Selwyn St. Bernard

Personal information
- Born: 30 July 1977 (age 48)

Playing information

Rugby union
- Position: Flanker
Club
| Years | Team | Pld | T | G | FG | P |
| 1999–04 | Basingstoke R.F.C. |  |  |  |  |  |
| 2006 | Blaydon RFC |  |  |  |  |  |
|  | Total | 0 | 0 | 0 | 0 | 0 |
Representative
| Years | Team | Pld | T | G | FG | P |
| 2008 | Trinidad and Tobago |  |  |  |  |  |

Rugby league
- Position: Prop
Club
| Years | Team | Pld | T | G | FG | P |
| 2005–06 | Gateshead Thunder |  |  |  |  |  |
Representative
| Years | Team | Pld | T | G | FG | P |
| 2004 | West Indies | 1 | 0 | 0 | 0 | 0 |
- As of 28 February 2021

= Selwyn St. Bernard =

Former West Indian dual-code rugby international footballer

Selwyn St. Bernard (born 30 July 1977) is a Trinidad and Tobago rugby union and rugby league footballer. As a rugby union player, his position is as a flanker. St.
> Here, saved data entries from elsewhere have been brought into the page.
//! Sobel edge detection.

use crate::core::buffer::{to_sample, PixelBuffer};
use crate::core::error::FilterError;
use crate::core::filter::{integral_parameter, Category, Filter, Parameters};
use crate::core::kernel::Kernel;
use crate::filters::registry::FilterRegistry;
use rayon::prelude::*;
use std::fmt;

const NAME: &str = "EdgeDetection";

/// Register edge filters.
pub fn register(registry: &mut FilterRegistry) {
    registry.register(|| Box::new(EdgeDetection::default()));
}

/// Which gradient components contribute to the edge magnitude.
#[derive(Debug, Clone, Copy, PartialEq, Eq, Hash, Default)]
pub enum Direction {
    /// Horizontal gradient only (`Gx`).
    Horizontal,
    /// Vertical gradient only (`Gy`).
    Vertical,
    /// Full gradient magnitude.
    #[default]
    Both,
}

impl Direction {
    /// Numeric code used in parameter maps.
    pub fn code(self) -> i64 {
        match self {
            Direction::Horizontal => 0,
            Direction::Vertical => 1,
            Direction::Both => 2,
        }
    }

    /// Parse a numeric parameter code.
    pub fn from_code(code: i64) -> Option<Self> {
        match code {
            0 => Some(Direction::Horizontal),
            1 => Some(Direction::Vertical),
            2 => Some(Direction::Both),
            _ => None,
        }
    }

    fn uses_x(self) -> bool {
        matches!(self, Direction::Horizontal | Direction::Both)
    }

    fn uses_y(self) -> bool {
        matches!(self, Direction::Vertical | Direction::Both)
    }
}

impl fmt::Display for Direction {
    fn fmt(&self, f: &mut fmt::Formatter<'_>) -> fmt::Result {
        f.write_str(match self {
            Direction::Horizontal => "horizontal",
            Direction::Vertical => "vertical",
            Direction::Both => "both",
        })
    }
}

/// Sobel gradient magnitude.
///
/// Only interior pixels with a complete 3x3 neighbourhood are computed; the
/// one-pixel border of the output is left at 0. The gradient is always
/// sampled from channel 0 and the resulting magnitude is written to every
/// output channel, so multi-channel inputs produce a replicated grayscale
/// edge map.
#[derive(Debug, Clone, PartialEq)]
pub struct EdgeDetection {
    direction: Direction,
    sobel_x: Kernel,
    sobel_y: Kernel,
}

impl EdgeDetection {
    /// Create an edge detector for the given direction.
    pub fn new(direction: Direction) -> Self {
        Self {
            direction,
            sobel_x: Kernel::sobel_x(),
            sobel_y: Kernel::sobel_y(),
        }
    }

    /// Current direction.
    pub fn direction(&self) -> Direction {
        self.direction
    }

    /// Change the direction.
    pub fn set_direction(&mut self, direction: Direction) {
        self.direction = direction;
    }

    /// Raw 3x3 response of `kernel` centred on interior pixel `(x, y)`,
    /// sampled from channel 0.
    fn response(input: &PixelBuffer, kernel: &Kernel, x: usize, y: usize) -> f64 {
        let mut sum = 0.0;
        for ky in 0..3 {
            for kx in 0..3 {
                let sample = input.sample(x + kx - 1, y + ky - 1, 0);
                sum += f64::from(sample) * kernel.get(kx, ky);
            }
        }
        sum
    }
}

impl Default for EdgeDetection {
    fn default() -> Self {
        Self::new(Direction::default())
    }
}

impl Filter for EdgeDetection {
    fn apply(&self, input: &PixelBuffer) -> PixelBuffer {
        let mut output = input.blank_like();
        let (width, height) = input.size();
        if width < 3 || height < 3 {
            return output;
        }

        let channels = input.channels();
        let row_len = width * channels;
        log::debug!("{}: direction={} on {}x{}x{}", NAME, self.direction, width, height, channels);

        output
            .as_mut_slice()
            .par_chunks_mut(row_len)
            .enumerate()
            .skip(1)
            .take(height - 2)
            .for_each(|(y, row)| {
                for x in 1..width - 1 {
                    let gx = if self.direction.uses_x() {
                        Self::response(input, &self.sobel_x, x, y)
                    } else {
                        0.0
                    };
                    let gy = if self.direction.uses_y() {
                        Self::response(input, &self.sobel_y, x, y)
                    } else {
                        0.0
                    };
                    let magnitude = to_sample((gx * gx + gy * gy).sqrt());
                    row[x * channels..(x + 1) * channels].fill(magnitude);
                }
            });

        output
    }

    fn name(&self) -> &'static str {
        NAME
    }

    fn category(&self) -> Category {
        Category::Edge
    }

    fn description(&self) -> &'static str {
        "Sobel gradient magnitude computed from channel 0"
    }

    fn parameters(&self) -> Parameters {
        Parameters::from([("direction".to_string(), self.direction.code() as f64)])
    }

    fn set_parameters(&mut self, params: &Parameters) -> Result<(), FilterError> {
        if let Some(&value) = params.get("direction") {
            let code = integral_parameter(NAME, "direction", value)?;
            let direction = Direction::from_code(code).ok_or_else(|| {
                FilterError::invalid(
                    NAME,
                    "direction",
                    format!("must be 0 (horizontal), 1 (vertical) or 2 (both), got {}", code),
                )
            })?;
            self.set_direction(direction);
        }
        Ok(())
    }

    fn clone_box(&self) -> Box<dyn Filter> {
        Box::new(self.clone())
    }
}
Bernard has represented Trinidad and Tobago and the West Indies in rugby union at 15-a-side and sevens, and the West Indies in rugby league at 13-a-side and nines.

==Playing career==
He first played for Caribs RFC, in Trinidad, then also played in England, where he represented Basingstoke R.F.C., in rugby union, from 1999/2000 to 2004. In December 2001, St. Bernard was named as the Rugby Player of the Year at the Trinidad and Tobago Rugby Football Union annual awards following the success of Caribs in winning the Championship Division and several other competitions throughout the season. In 2004, he switched to rugby league and joined Gateshead Thunder. In 2006, he signed for Blaydon RFC.

===Representative===
====Rugby union====
In 2000, St. Bernard was in the West Indies rugby squad that toured England. In June 2001, St. Bernard was in the West Indies rugby sevens team that took part in the 2001 Cardiff Sevens. In August 2001, he represented the West Indies at the Cayman 7's and in November he captained the Trinidad and Tobago national rugby sevens team at the Trinidad 7's tournament.

In November 2001, St. Bernard was in the Trinidad and Tobago team that won the 2001 NACRA Rugby Championship (part of the qualification process for 2003 Rugby World Cup). St. Bernard also represented Trinidad and Tobago in 2008 in the qualifiers for the 2011 Rugby World Cup.

====Rugby league====
In 2004, St. Bernard represented the West Indies playing rugby league nines at the Middlesex 9s and at the York 9s where he scored the golden point try in the final for the West Indies to win the Fairfax Cup. In October 2004, St Bernard played in the first 13-a-side international for the West Indies which they won 50–22 against South Africa.